[Collected data]
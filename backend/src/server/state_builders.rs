//! Builders wiring driven adapters into the HTTP state.

use std::sync::Arc;

use chrono::Duration;
use mockable::{Clock, DefaultClock};
use zeroize::Zeroizing;

use vita_backend::domain::ports::{TicketRepository, UserRepository};
use vita_backend::domain::{AuthServiceImpl, KeywordClassifier, TicketServiceImpl, TicketStore};
use vita_backend::inbound::http::state::HttpState;
use vita_backend::outbound::memory::{InMemoryTicketRepository, InMemoryUserRepository};
use vita_backend::outbound::persistence::{DbPool, DieselTicketRepository, DieselUserRepository};
use vita_backend::outbound::security::{Argon2PasswordHasher, HmacSessionTokens};

/// Adapter-independent inputs shared by every wiring.
pub(crate) struct StateInputs {
    pub token_secret: Zeroizing<Vec<u8>>,
    pub token_ttl: Duration,
}

fn wire<U, T>(users: Arc<U>, tickets: Arc<T>, inputs: StateInputs) -> HttpState
where
    U: UserRepository + 'static,
    T: TicketRepository + 'static,
{
    let clock: Arc<dyn Clock> = Arc::new(DefaultClock);
    let auth = AuthServiceImpl::new(
        Arc::clone(&users),
        Arc::new(Argon2PasswordHasher::new()),
        Arc::new(HmacSessionTokens::new(inputs.token_secret)),
        Arc::clone(&clock),
    )
    .with_token_ttl(inputs.token_ttl);
    let store = TicketStore::new(tickets, clock);
    let service = Arc::new(TicketServiceImpl::new(
        store,
        users,
        Arc::new(KeywordClassifier),
    ));
    HttpState::new(Arc::new(auth), service.clone(), service)
}

/// Build the HTTP state, using Diesel adapters when a pool is available and
/// the in-memory adapters otherwise.
pub(crate) fn build_http_state(pool: Option<&DbPool>, inputs: StateInputs) -> HttpState {
    match pool {
        Some(pool) => wire(
            Arc::new(DieselUserRepository::new(pool.clone())),
            Arc::new(DieselTicketRepository::new(pool.clone())),
            inputs,
        ),
        None => wire(
            Arc::new(InMemoryUserRepository::new()),
            Arc::new(InMemoryTicketRepository::new()),
            inputs,
        ),
    }
}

# Your instructions
Exact copies of every record are required.

# Response below
filename backend/src/server/state_builders.rs
//! Builders wiring driven adapters into the HTTP state.

use std::sync::Arc;

use chrono::Duration;
use mockable::{Clock, DefaultClock};
use zeroize::Zeroizing;

use vita_backend::domain::ports::{TicketRepository, UserRepository};
use vita_backend::domain::{AuthServiceImpl, KeywordClassifier, TicketServiceImpl, TicketStore};
use vita_backend::inbound::http::state::HttpState;
use vita_backend::outbound::memory::{InMemoryTicketRepository, InMemoryUserRepository};
use vita_backend::outbound::persistence::{DbPool, DieselTicketRepository, DieselUserRepository};
use vita_backend::outbound::security::{Argon2PasswordHasher, HmacSessionTokens};

/// Adapter-independent inputs shared by every wiring.
pub(crate) struct StateInputs {
    pub token_secret: Zeroizing<Vec<u8>>,
    pub token_ttl: Duration,
}

fn wire<U, T>(users: Arc<U>, tickets: Arc<T>, inputs: StateInputs) -> HttpState
where
    U: UserRepository + 'static,
    T: TicketRepository + 'static,
{
    let clock: Arc<dyn Clock> = Arc::new(DefaultClock);
    let auth = AuthServiceImpl::new(
        Arc::clone(&users),
        Arc::new(Argon2PasswordHasher::new()),
        Arc::new(HmacSessionTokens::new(inputs.token_secret)),
        Arc::clone(&clock),
    )
    .with_token_ttl(inputs.token_ttl);
    let store = TicketStore::new(tickets, clock);
    let service = Arc::new(TicketServiceImpl::new(
        store,
        users,
        Arc::new(KeywordClassifier),
    ));
    HttpState::new(Arc::new(auth), service.clone(), service)
}

/// Build the HTTP state, using Diesel adapters when a pool is available and
/// the in-memory adapters otherwise.
pub(crate) fn build_http_state(pool: Option<&DbPool>, inputs: StateInputs) -> HttpState {
    match pool {
        Some(pool) => wire(
            Arc::new(DieselUserRepository::new(pool.clone())),
            Arc::new(DieselTicketRepository::new(pool.clone())),
            inputs,
        ),
        None => wire(
            Arc::new(InMemoryUserRepository::new()),
            Arc::new(InMemoryTicketRepository::new()),
            inputs,
        ),
    }
}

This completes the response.